A single acute toxicity study is currently available as a part of the data set on this substance. It has been assigned a reliability score of 1 according to the criteria of Klimisch et al. (1997) and has therefore been used for chemical safety assessment.

The potential of the test material to cause acute dermal toxicity in the rat was investigated in accordance with the standardised guidelines OECD 402, EU Method B.3, US EPA OPPTS 870.1200 and JMAFF 12 Nousan, Notification No 8147 under GLP conditions.

The test material was administered to five Wistar rats of each sex by a single dermal application in an occlusive fashion at a limit dose of 2000 mg/kg body weight for 24 hours. After the exposure period, dressings were removed and the skin cleaned of residual test material using tap water.

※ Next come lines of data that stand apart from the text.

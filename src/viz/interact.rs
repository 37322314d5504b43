//! Highlight state, hit testing, and the clickable legend.
//!
//! The interaction layer owns exactly one piece of state: which field, if
//! any, is highlighted. Everything else is a projection of the rendered
//! regions produced by the compositor.

use serde::Serialize;

use super::compose::{BoxRegion, FieldBox};

/// At most one highlighted field.
#[derive(Debug, Clone, Default, PartialEq, Eq, Serialize)]
#[serde(transparent)]
pub struct HighlightState(Option<String>);

impl HighlightState {
    pub fn new() -> Self {
        Self::default()
    }

    pub fn current(&self) -> Option<&str> {
        self.0.as_deref()
    }

    /// Toggle a field: selecting the active field clears the selection.
    /// Returns the new selection, which callers report to the host.
    pub fn toggle(&mut self, field: &str) -> Option<&str> {
        if self.0.as_deref() == Some(field) {
            self.0 = None;
        } else {
            self.0 = Some(field.to_string());
        }
        self.current()
    }

    pub fn clear(&mut self) {
        self.0 = None;
    }
}

/// Resolve a surface click to the field of the topmost box under it.
/// Regions are in draw order, so the last match wins.
pub fn hit_test(regions: &[BoxRegion], x: f32, y: f32) -> Option<&str> {
    regions
        .iter()
        .rev()
        .find(|r| r.rect.contains(x, y))
        .map(|r| r.field.as_str())
}

/// One clickable legend row for a rendered box.
#[derive(Debug, Clone, Serialize)]
pub struct LegendEntry {
    pub field: String,
    pub label: String,
    pub color: String,
    pub confidence: Option<f32>,
}

/// Build legend rows in render order.
pub fn legend(boxes: &[FieldBox]) -> Vec<LegendEntry> {
    boxes
        .iter()
        .map(|b| LegendEntry {
            field: b.field.clone(),
            label: b.label.clone(),
            color: format!("#{:02x}{:02x}{:02x}", b.color[0], b.color[1], b.color[2]),
            confidence: b.confidence,
        })
        .collect()
}
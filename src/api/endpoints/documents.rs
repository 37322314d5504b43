//! Document upload, listing, and the background processing task.
//!
//! `POST /api/upload` receives the document photo as a base64 data URL,
//! stores a pending record, and kicks off processing: an EXIF orientation
//! scan and a field-extraction call run as independent operations against
//! the record's generation gate, so a reprocess that lands mid-flight
//! simply orphans the older run's results.

use std::time::Instant;

use axum::extract::{Path, State};
use axum::Json;
use serde::{Deserialize, Serialize};
use uuid::Uuid;

use crate::api::error::ApiError;
use crate::api::types::ApiContext;
use crate::config;
use crate::extraction::DocumentKind;
use crate::store::{DocumentRecord, ProcessingJob};
use crate::viz::source::{decode_inline, load_bytes, ImageSource};
use crate::viz::viewer::scan_source;

#[derive(Deserialize)]
pub struct UploadRequest {
    pub file_name: Option<String>,
    #[serde(default)]
    pub document_type: DocumentKind,
    pub model: Option<String>,
    /// Base64 data URL (or bare base64) of the document photo.
    pub data: String,
}

#[derive(Serialize)]
pub struct DocumentListResponse {
    pub documents: Vec<DocumentRecord>,
    pub total: usize,
}

/// `POST /api/upload` — accept a document photo and queue processing.
pub async fn upload(
    State(ctx): State<ApiContext>,
    Json(payload): Json<UploadRequest>,
) -> Result<Json<DocumentRecord>, ApiError> {
    let bytes = decode_inline(&payload.data)
        .ok_or_else(|| ApiError::BadRequest("Invalid base64 image data".into()))?;
    if bytes.len() > config::MAX_UPLOAD_BYTES {
        return Err(ApiError::BadRequest(format!(
            "File too large. Maximum size is {} bytes",
            config::MAX_UPLOAD_BYTES
        )));
    }
    let Some(mime) = sniff_image_mime(&bytes) else {
        return Err(ApiError::BadRequest(
            "Unsupported image type. Allowed: JPEG, PNG, WebP".into(),
        ));
    };

    // Keep the preview a proper data URL even when the client sent bare
    // base64, so the frontend can drop it straight into an <img>.
    let preview = if payload.data.starts_with("data:") {
        payload.data
    } else {
        format!("data:{mime};base64,{}", payload.data)
    };

    let model = payload
        .model
        .unwrap_or_else(config::extractor_model);
    let record = ctx.store.insert(
        payload.file_name,
        ImageSource::Inline(preview),
        payload.document_type,
        model,
    );

    tracing::info!(
        document_id = %record.id,
        document_type = record.document_type.as_str(),
        size = bytes.len(),
        "document uploaded"
    );

    if let Some(job) = ctx.store.begin_processing(record.id) {
        tokio::spawn(process_document(ctx.clone(), job));
    }
    // Return the freshest view (status has moved to processing).
    let record = ctx
        .store
        .get(record.id)
        .ok_or_else(|| ApiError::Internal("record vanished after insert".into()))?;
    Ok(Json(record))
}

/// `GET /api/documents` — all documents, newest first.
pub async fn list(State(ctx): State<ApiContext>) -> Json<DocumentListResponse> {
    let documents = ctx.store.list();
    let total = documents.len();
    Json(DocumentListResponse { documents, total })
}

/// `GET /api/documents/:id`
pub async fn detail(
    State(ctx): State<ApiContext>,
    Path(id): Path<Uuid>,
) -> Result<Json<DocumentRecord>, ApiError> {
    ctx.store
        .get(id)
        .map(Json)
        .ok_or_else(|| ApiError::NotFound("Document not found".into()))
}

/// `POST /api/documents/:id/reprocess` — re-run the scan and extraction.
///
/// Bumps the record's generation first, so results from any still-running
/// earlier task are discarded when they eventually land.
pub async fn reprocess(
    State(ctx): State<ApiContext>,
    Path(id): Path<Uuid>,
) -> Result<Json<DocumentRecord>, ApiError> {
    let job = ctx
        .store
        .begin_processing(id)
        .ok_or_else(|| ApiError::NotFound("Document not found".into()))?;
    tokio::spawn(process_document(ctx.clone(), job));
    ctx.store
        .get(id)
        .map(Json)
        .ok_or_else(|| ApiError::NotFound("Document not found".into()))
}

/// Background processing for one run: orientation scan and field
/// extraction proceed independently, both gated on the run's ticket.
async fn process_document(ctx: ApiContext, job: ProcessingJob) {
    let ProcessingJob {
        id,
        ticket,
        source,
        document_type,
        model,
        ..
    } = job;

    let orient = async {
        let rotation = scan_source(&ctx.http, &source).await;
        if !ctx.store.apply_rotation(id, ticket, rotation) {
            tracing::debug!(document_id = %id, "orientation result superseded, discarded");
        }
    };

    let extract = async {
        let started = Instant::now();
        let outcome = match load_bytes(&ctx.http, &source).await {
            Some(bytes) => {
                let extractor = ctx.extractor.clone();
                match tokio::task::spawn_blocking(move || {
                    extractor.extract_fields(&bytes, document_type, &model)
                })
                .await
                {
                    Ok(Ok(payload)) => Ok(payload),
                    Ok(Err(e)) => Err(e.to_string()),
                    Err(e) => Err(format!("extraction task failed: {e}")),
                }
            }
            None => Err("image source unavailable".to_string()),
        };
        let elapsed = started.elapsed().as_millis() as u64;

        match &outcome {
            Ok(payload) => tracing::info!(
                document_id = %id,
                fields = payload.0.len(),
                elapsed_ms = elapsed,
                "document processed"
            ),
            Err(message) => tracing::warn!(
                document_id = %id,
                error = %message,
                "document processing failed"
            ),
        }
        if !ctx.store.complete_processing(id, ticket, outcome, elapsed) {
            tracing::debug!(document_id = %id, "extraction result superseded, discarded");
        }
    };

    tokio::join!(orient, extract);
}

/// Identify the upload by magic bytes; the dashboard only accepts formats
/// the platform decoder can render.
fn sniff_image_mime(bytes: &[u8]) -> Option<&'static str> {
    if bytes.len() >= 3 && bytes[0..3] == [0xFF, 0xD8, 0xFF] {
        Some("image/jpeg")
    } else if bytes.len() >= 8 && bytes[0..8] == [0x89, 0x50, 0x4E, 0x47, 0x0D, 0x0A, 0x1A, 0x0A] {
        Some("image/png")
    } else if bytes.len() >= 12 && &bytes[0..4] == b"RIFF" && &bytes[8..12] == b"WEBP" {
        Some("image/webp")
    } else {
        None
    }
}

#[cfg(test)]
mod tests {
    use super::*;

    #[test]
    fn sniffs_jpeg_png_webp() {
        assert_eq!(sniff_image_mime(&[0xFF, 0xD8, 0xFF, 0xE0]), Some("image/jpeg"));
        assert_eq!(
            sniff_image_mime(&[0x89, 0x50, 0x4E, 0x47, 0x0D, 0x0A, 0x1A, 0x0A]),
            Some("image/png")
        );
        assert_eq!(
            sniff_image_mime(b"RIFF\x00\x00\x00\x00WEBPVP8 "),
            Some("image/webp")
        );
    }

    #[test]
    fn rejects_unknown_magic() {
        assert_eq!(sniff_image_mime(b"%PDF-1.4"), None);
        assert_eq!(sniff_image_mime(&[]), None);
    }
}
//! Asynchronous orientation tracking with stale-result discarding.
//!
//! Orientation scanning is fire-and-forget: when the displayed source
//! changes, a task fetches the bytes and scans for the EXIF tag while the
//! rest of the pipeline keeps going. If the source changes again before
//! the first task resolves, the first result must never be applied.
//! A monotonically increasing generation counter gates every completion:
//! tasks capture a ticket when they start and results are accepted only
//! while that ticket is still current.

use std::sync::atomic::{AtomicU64, Ordering};
use std::sync::{PoisonError, RwLock};

use super::exif::{scan_orientation, RotationDegrees};
use super::source::{load_bytes, ImageSource};

/// Proof of which source generation a task was started for.
#[derive(Debug, Clone, Copy)]
pub struct SourceTicket(u64);

/// Current display rotation for a single viewed image, safe to share with
/// in-flight scan tasks.
#[derive(Debug, Default)]
pub struct OrientationTracker {
    generation: AtomicU64,
    rotation: RwLock<RotationDegrees>,
}

impl OrientationTracker {
    pub fn new() -> Self {
        Self::default()
    }

    /// Register a new current source. The rotation resets to upright until
    /// the new source's scan lands, and every ticket issued earlier becomes
    /// stale.
    pub fn begin_source(&self) -> SourceTicket {
        let generation = self.generation.fetch_add(1, Ordering::SeqCst) + 1;
        *self
            .rotation
            .write()
            .unwrap_or_else(PoisonError::into_inner) = RotationDegrees::R0;
        SourceTicket(generation)
    }

    /// Apply a finished scan's rotation. Returns `false` without touching
    /// state when the ticket is stale (the source changed mid-flight).
    pub fn apply(&self, ticket: SourceTicket, rotation: RotationDegrees) -> bool {
        let mut slot = self
            .rotation
            .write()
            .unwrap_or_else(PoisonError::into_inner);
        if self.generation.load(Ordering::SeqCst) != ticket.0 {
            return false;
        }
        *slot = rotation;
        true
    }

    /// Whether a ticket still refers to the current source. Lets other
    /// per-source work (extraction, for one) share the same gate.
    pub fn is_current(&self, ticket: SourceTicket) -> bool {
        self.generation.load(Ordering::SeqCst) == ticket.0
    }

    pub fn rotation(&self) -> RotationDegrees {
        *self.rotation.read().unwrap_or_else(PoisonError::into_inner)
    }
}

/// Load a source's bytes and determine its display rotation.
///
/// The raw buffer lives only for the duration of the scan. An unreadable
/// source degrades to upright display.
pub async fn scan_source(http: &reqwest::Client, source: &ImageSource) -> RotationDegrees {
    match load_bytes(http, source).await {
        Some(buffer) => {
            let tag = scan_orientation(&buffer);
            tracing::debug!(?tag, bytes = buffer.len(), "orientation scan complete");
            RotationDegrees::from_orientation(tag)
        }
        None => RotationDegrees::R0,
    }
}

/// Full scan cycle for a newly current source: take a ticket, scan, and
/// apply the result if nothing replaced the source meanwhile.
pub async fn refresh_orientation(
    tracker: &OrientationTracker,
    http: &reqwest::Client,
    source: &ImageSource,
) -> bool {
    let ticket = tracker.begin_source();
    let rotation = scan_source(http, source).await;
    tracker.apply(ticket, rotation)
}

Animals were subjected to daily observations and weekly determination of body weight. Macroscopic examination was performed after terminal sacrifice (Day 15). No mortality occurred and there were no clinical signs noted for the animals. However, general erythema was noted for one female animal on Day 2. The changes noted in body weight gain in males and females were within the range expected for rats used in this type of study and were therefore considered not indicative of toxicity.

No abnormalities were found at macroscopic post mortem examination of the animals.

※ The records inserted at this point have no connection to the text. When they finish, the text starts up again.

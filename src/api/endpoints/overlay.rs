//! Overlay rendering, legend, and click handling.
//!
//! These endpoints expose the visualization engine: the overlay route
//! returns the composited PNG, the legend route returns the clickable
//! entries plus each box's surface region, and the click/highlight routes
//! drive the single-selection highlight state.

use axum::extract::{Path, Query, State};
use axum::http::header;
use axum::response::{IntoResponse, Response};
use axum::Json;
use serde::{Deserialize, Serialize};
use uuid::Uuid;

use crate::api::error::ApiError;
use crate::api::types::ApiContext;
use crate::store::DocumentRecord;
use crate::viz::{
    box_regions, compose, encode_png, hit_test, legend, BoxRegion, DisplayTransform, FieldBox,
    LegendEntry, Viewport,
};
use crate::viz::source::load_bytes;

/// Default viewport when the frontend does not say otherwise.
const DEFAULT_WIDTH: u32 = 800;
const DEFAULT_MAX_HEIGHT: u32 = 1000;

#[derive(Deserialize)]
pub struct ViewportParams {
    pub width: Option<u32>,
    pub max_height: Option<u32>,
    /// Overrides the stored highlight for this render only.
    pub highlight: Option<String>,
}

impl ViewportParams {
    fn viewport(&self) -> Viewport {
        Viewport {
            container_width: self.width.unwrap_or(DEFAULT_WIDTH),
            max_height: self.max_height.unwrap_or(DEFAULT_MAX_HEIGHT),
        }
    }
}

/// `GET /api/documents/:id/overlay` — composited PNG of the document with
/// its field boxes.
pub async fn render(
    State(ctx): State<ApiContext>,
    Path(id): Path<Uuid>,
    Query(params): Query<ViewportParams>,
) -> Result<Response, ApiError> {
    let record = fetch(&ctx, id)?;
    let bytes = source_bytes(&ctx, &record).await?;
    let natural = image::load_from_memory(&bytes).map_err(|e| {
        tracing::warn!(document_id = %id, error = %e, "image decode failed");
        ApiError::NoImage
    })?;

    let boxes = record_boxes(&record);
    let highlight = params
        .highlight
        .clone()
        .or_else(|| record.highlight.current().map(str::to_string));
    let overlay = compose(
        &natural,
        record.rotation,
        params.viewport(),
        &boxes,
        highlight.as_deref(),
    );
    let png = encode_png(&overlay.image).map_err(|e| ApiError::Internal(e.to_string()))?;

    Ok(([(header::CONTENT_TYPE, "image/png")], png).into_response())
}

#[derive(Serialize)]
pub struct RegionDto {
    pub field: String,
    pub x: f32,
    pub y: f32,
    pub w: f32,
    pub h: f32,
}

#[derive(Serialize)]
pub struct LegendResponse {
    pub rotation: u32,
    pub display_width: u32,
    pub display_height: u32,
    pub scale: f32,
    pub legend: Vec<LegendEntry>,
    pub regions: Vec<RegionDto>,
    pub highlight: Option<String>,
}

/// `GET /api/documents/:id/legend` — clickable legend entries and the
/// surface-space regions of every rendered box.
pub async fn legend_entries(
    State(ctx): State<ApiContext>,
    Path(id): Path<Uuid>,
    Query(params): Query<ViewportParams>,
) -> Result<Json<LegendResponse>, ApiError> {
    let record = fetch(&ctx, id)?;
    let (transform, regions, boxes) = surface_geometry(&ctx, &record, params.viewport()).await?;

    Ok(Json(LegendResponse {
        rotation: record.rotation.degrees(),
        display_width: transform.display_width,
        display_height: transform.display_height,
        scale: transform.scale,
        legend: legend(&boxes),
        regions: regions
            .iter()
            .map(|r| RegionDto {
                field: r.field.clone(),
                x: r.rect.x,
                y: r.rect.y,
                w: r.rect.w,
                h: r.rect.h,
            })
            .collect(),
        highlight: record.highlight.current().map(str::to_string),
    }))
}

#[derive(Deserialize)]
pub struct ClickRequest {
    /// Click position in surface pixels.
    pub x: f32,
    pub y: f32,
    pub width: Option<u32>,
    pub max_height: Option<u32>,
}

#[derive(Serialize)]
pub struct HighlightResponse {
    pub highlight: Option<String>,
}

/// `POST /api/documents/:id/click` — resolve a surface click.
///
/// A hit toggles that field's highlight (clicking the active one clears
/// it); a miss clears the selection. Responds with the new selection.
pub async fn click(
    State(ctx): State<ApiContext>,
    Path(id): Path<Uuid>,
    Json(payload): Json<ClickRequest>,
) -> Result<Json<HighlightResponse>, ApiError> {
    let record = fetch(&ctx, id)?;
    let viewport = Viewport {
        container_width: payload.width.unwrap_or(DEFAULT_WIDTH),
        max_height: payload.max_height.unwrap_or(DEFAULT_MAX_HEIGHT),
    };
    let (_, regions, _) = surface_geometry(&ctx, &record, viewport).await?;

    let highlight = match hit_test(&regions, payload.x, payload.y) {
        Some(field) => ctx
            .store
            .toggle_highlight(id, field)
            .ok_or_else(|| ApiError::NotFound("Document not found".into()))?,
        None => {
            ctx.store
                .clear_highlight(id)
                .ok_or_else(|| ApiError::NotFound("Document not found".into()))?;
            None
        }
    };
    Ok(Json(HighlightResponse { highlight }))
}

#[derive(Deserialize)]
pub struct HighlightRequest {
    pub field: String,
}

/// `POST /api/documents/:id/highlight` — toggle by field name (legend
/// entry clicks).
pub async fn highlight(
    State(ctx): State<ApiContext>,
    Path(id): Path<Uuid>,
    Json(payload): Json<HighlightRequest>,
) -> Result<Json<HighlightResponse>, ApiError> {
    let highlight = ctx
        .store
        .toggle_highlight(id, &payload.field)
        .ok_or_else(|| ApiError::NotFound("Document not found".into()))?;
    Ok(Json(HighlightResponse { highlight }))
}

// ───────────────────────────────────────────────
// Shared plumbing
// ───────────────────────────────────────────────

fn fetch(ctx: &ApiContext, id: Uuid) -> Result<DocumentRecord, ApiError> {
    ctx.store
        .get(id)
        .ok_or_else(|| ApiError::NotFound("Document not found".into()))
}

fn record_boxes(record: &DocumentRecord) -> Vec<FieldBox> {
    record
        .data
        .as_ref()
        .map(|payload| payload.field_boxes())
        .unwrap_or_default()
}

async fn source_bytes(ctx: &ApiContext, record: &DocumentRecord) -> Result<Vec<u8>, ApiError> {
    let source = record.image_preview.as_ref().ok_or(ApiError::NoImage)?;
    load_bytes(&ctx.http, source).await.ok_or(ApiError::NoImage)
}

/// Decode just enough of the image to know its natural size, then derive
/// the display transform and the mapped box regions.
async fn surface_geometry(
    ctx: &ApiContext,
    record: &DocumentRecord,
    viewport: Viewport,
) -> Result<(DisplayTransform, Vec<BoxRegion>, Vec<FieldBox>), ApiError> {
    let bytes = source_bytes(ctx, record).await?;
    let (natural_w, natural_h) = image::ImageReader::new(std::io::Cursor::new(&bytes))
        .with_guessed_format()
        .map_err(|e| ApiError::Internal(e.to_string()))?
        .into_dimensions()
        .map_err(|_| ApiError::NoImage)?;

    let transform = DisplayTransform::fit(natural_w, natural_h, record.rotation, viewport);
    let boxes = record_boxes(record);
    let regions = box_regions(&boxes, &transform);
    Ok((transform, regions, boxes))
}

Under the conditions of this study the LD50 value was found to exceed 2000 mg/kg bw.

Justification for selection of acute toxicity – oral endpoint
A single study assessing this endpoint was available. As such the results of this study have been used for chemical safety assessment.

Justification for selection of acute toxicity – dermal endpoint
A single study assessing this endpoint was available. As such the results of this study have been used for chemical safety assessment.

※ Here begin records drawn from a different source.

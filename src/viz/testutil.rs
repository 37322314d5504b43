//! Synthetic image fixtures shared across test modules.

use base64::Engine;
use image::{DynamicImage, Rgba, RgbaImage};

/// TIFF tag id for Orientation, duplicated here so fixtures stay
/// self-describing.
const ORIENTATION_TAG: u16 = 0x0112;

/// Build a minimal APP1/EXIF segment holding only the orientation tag, in
/// either byte order. Layout: marker(2) + length(2) + "Exif\0\0"(6) +
/// TIFF header(8) + IFD0 count(2) + one entry(12) + next-IFD(4).
pub fn exif_app1(orientation: u16, le: bool) -> Vec<u8> {
    let u16b = |v: u16| {
        if le {
            v.to_le_bytes()
        } else {
            v.to_be_bytes()
        }
    };
    let u32b = |v: u32| {
        if le {
            v.to_le_bytes()
        } else {
            v.to_be_bytes()
        }
    };

    let tiff_len: u16 = 8 + 2 + 12 + 4;
    let app1_len: u16 = 2 + 6 + tiff_len;

    let mut buf = Vec::new();
    buf.extend_from_slice(&[0xFF, 0xE1]);
    buf.extend_from_slice(&app1_len.to_be_bytes());
    buf.extend_from_slice(b"Exif\0\0");
    // TIFF header
    buf.extend_from_slice(if le { b"II" } else { b"MM" });
    buf.extend_from_slice(&u16b(42));
    buf.extend_from_slice(&u32b(8)); // IFD0 right after the header
    // IFD0: one entry
    buf.extend_from_slice(&u16b(1));
    buf.extend_from_slice(&u16b(ORIENTATION_TAG));
    buf.extend_from_slice(&u16b(3)); // type SHORT
    buf.extend_from_slice(&u32b(1)); // count
    buf.extend_from_slice(&u16b(orientation));
    buf.extend_from_slice(&[0, 0]); // value slot padding
    buf.extend_from_slice(&u32b(0)); // next IFD
    buf
}

/// A JFIF APP0 segment, for exercising the skip-by-length path.
pub fn jfif_app0() -> Vec<u8> {
    vec![
        0xFF, 0xE0, 0x00, 0x10, 0x4A, 0x46, 0x49, 0x46, 0x00, 0x01, 0x01, 0x00, 0x00, 0x01, 0x00,
        0x01, 0x00, 0x00,
    ]
}

/// A non-EXIF APP1 segment (XMP carries its namespace URL here).
pub fn xmp_app1() -> Vec<u8> {
    let payload = b"http://ns.adobe.com/xap/1.0/\0";
    let len = (2 + payload.len()) as u16;
    let mut buf = vec![0xFF, 0xE1];
    buf.extend_from_slice(&len.to_be_bytes());
    buf.extend_from_slice(payload);
    buf
}

/// Start-of-image marker followed by the given segments.
pub fn jpeg_with(segments: &[Vec<u8>]) -> Vec<u8> {
    let mut buf = vec![0xFF, 0xD8];
    for s in segments {
        buf.extend_from_slice(s);
    }
    buf
}

/// A real decodable JPEG with the given EXIF orientation tag spliced in
/// right after the start-of-image marker.
pub fn decodable_jpeg_with_orientation(w: u32, h: u32, orientation: u16) -> Vec<u8> {
    let img = DynamicImage::ImageRgba8(RgbaImage::from_pixel(w, h, Rgba([120, 140, 160, 255])));
    let mut out = std::io::Cursor::new(Vec::new());
    img.to_rgb8()
        .write_to(&mut out, image::ImageFormat::Jpeg)
        .expect("jpeg encode");
    let encoded = out.into_inner();
    let mut buf = Vec::with_capacity(encoded.len() + 40);
    buf.extend_from_slice(&encoded[..2]);
    buf.extend_from_slice(&exif_app1(orientation, true));
    buf.extend_from_slice(&encoded[2..]);
    buf
}

/// A plain decodable PNG (no EXIF, so orientation defaults to upright).
pub fn png_bytes(w: u32, h: u32) -> Vec<u8> {
    let img = DynamicImage::ImageRgba8(RgbaImage::from_pixel(w, h, Rgba([120, 140, 160, 255])));
    let mut out = std::io::Cursor::new(Vec::new());
    img.write_to(&mut out, image::ImageFormat::Png)
        .expect("png encode");
    out.into_inner()
}

/// Wrap raw bytes into a base64 data URL.
pub fn data_url(bytes: &[u8], mime: &str) -> String {
    format!(
        "data:{mime};base64,{}",
        base64::engine::general_purpose::STANDARD.encode(bytes)
    )
}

Justification for classification or non-classification

Oral

Under the conditions of the available study (Tuffnell, 1992), the LD50 of the substance was determined to be between 200 and 2000 mg/kg. In the absence of information to the contrary and as a worst case scenario, the substance has been determined to require classification in accordance with the criteria for classification as defined in Annex I, Regulation (EC) No. 1272/2008 as Acute toxicity: Category 3 via the oral route and will be assigned the Hazard Statement H301: Toxic if swallowed.

 

Dermal 

In accordance with the criteria for classification as defined in Annex I, Regulation (EC) No 1272/2008, the substance does not require classification with respect to acute dermal toxicity.